Task prompt
Find the line containing "the email itself", then output it and every line after it through the end of the listing below, exactly as written.

Given records
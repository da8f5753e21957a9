mod design;
mod favorite;
mod furniture;
mod project;
mod user;

pub use design::{Design, PlacedObject, TransformPatch, Vector3, Vector3Patch};
pub use favorite::{Favorite, RecentlyViewed};
pub use furniture::FurnitureItem;
pub use project::{CollaboratorRole, Project, ProjectAccess};
pub use user::{PublicProfile, UserProfile, UserStats};

/// Collection names and sub-collection paths
pub mod collections {
    pub const USERS: &str = "users";
    pub const PROJECTS: &str = "projects";
    pub const DESIGNS: &str = "designs";
    pub const FURNITURE_ITEMS: &str = "furniture_items";
    pub const AUTH_ACCOUNTS: &str = "auth_accounts";
    /// One document per normalized email, keyed by the email itself
    pub const AUTH_EMAILS: &str = "auth_emails";
    pub const PASSWORD_RESETS: &str = "password_resets";

    pub fn favorites(uid: &str) -> String {
        format!("{}/{}/favorites", USERS, uid)
    }

    pub fn recently_viewed(uid: &str) -> String {
        format!("{}/{}/recently_viewed", USERS, uid)
    }
}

Result of the task
    /// One document per normalized email, keyed by the email itself
    pub const AUTH_EMAILS: &str = "auth_emails";
    pub const PASSWORD_RESETS: &str = "password_resets";

    pub fn favorites(uid: &str) -> String {
        format!("{}/{}/favorites", USERS, uid)
    }

    pub fn recently_viewed(uid: &str) -> String {
        format!("{}/{}/recently_viewed", USERS, uid)
    }
}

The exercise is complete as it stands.